----- Data -----
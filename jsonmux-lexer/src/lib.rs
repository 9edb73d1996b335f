#![doc = include_str!("../README.md")]

//! Character accumulators shared by the `jsonmux` state machine.
//!
//! This crate knows nothing about field schemas or sinks; it only
//! understands the lexical shape of JSON string escapes, numbers and
//! `true`/`false`/`null` literals, one character at a time.

/// Error types for the low-level accumulators.
pub mod error;
/// Incremental decoding of JSON string escape sequences.
pub mod escape;
/// Incremental matching of the `true`/`false`/`null` literals.
pub mod literal;
/// Incremental validation and accumulation of a JSON number token.
pub mod number;

pub use error::{LexError, Result};
pub use escape::EscapeAccumulator;
pub use literal::{Literal, LiteralMatcher};
pub use number::{NumberAccumulator, NumberShape};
-----
**Task objective**
What is needed here is an exact transcription of the records above.

**Expected answer**
filename jsonmux-lexer/src/lib.rs
repository 9edb73d1996b335f
#![doc = include_str!("../README.md")]

//! Character accumulators shared by the `jsonmux` state machine.
//!
//! This crate knows nothing about field schemas or sinks; it only
//! understands the lexical shape of JSON string escapes, numbers and
//! `true`/`false`/`null` literals, one character at a time.

/// Error types for the low-level accumulators.
pub mod error;
/// Incremental decoding of JSON string escape sequences.
pub mod escape;
/// Incremental matching of the `true`/`false`/`null` literals.
pub mod literal;
/// Incremental validation and accumulation of a JSON number token.
pub mod number;

pub use error::{LexError, Result};
pub use escape::EscapeAccumulator;
pub use literal::{Literal, LiteralMatcher};
pub use number::{NumberAccumulator, NumberShape};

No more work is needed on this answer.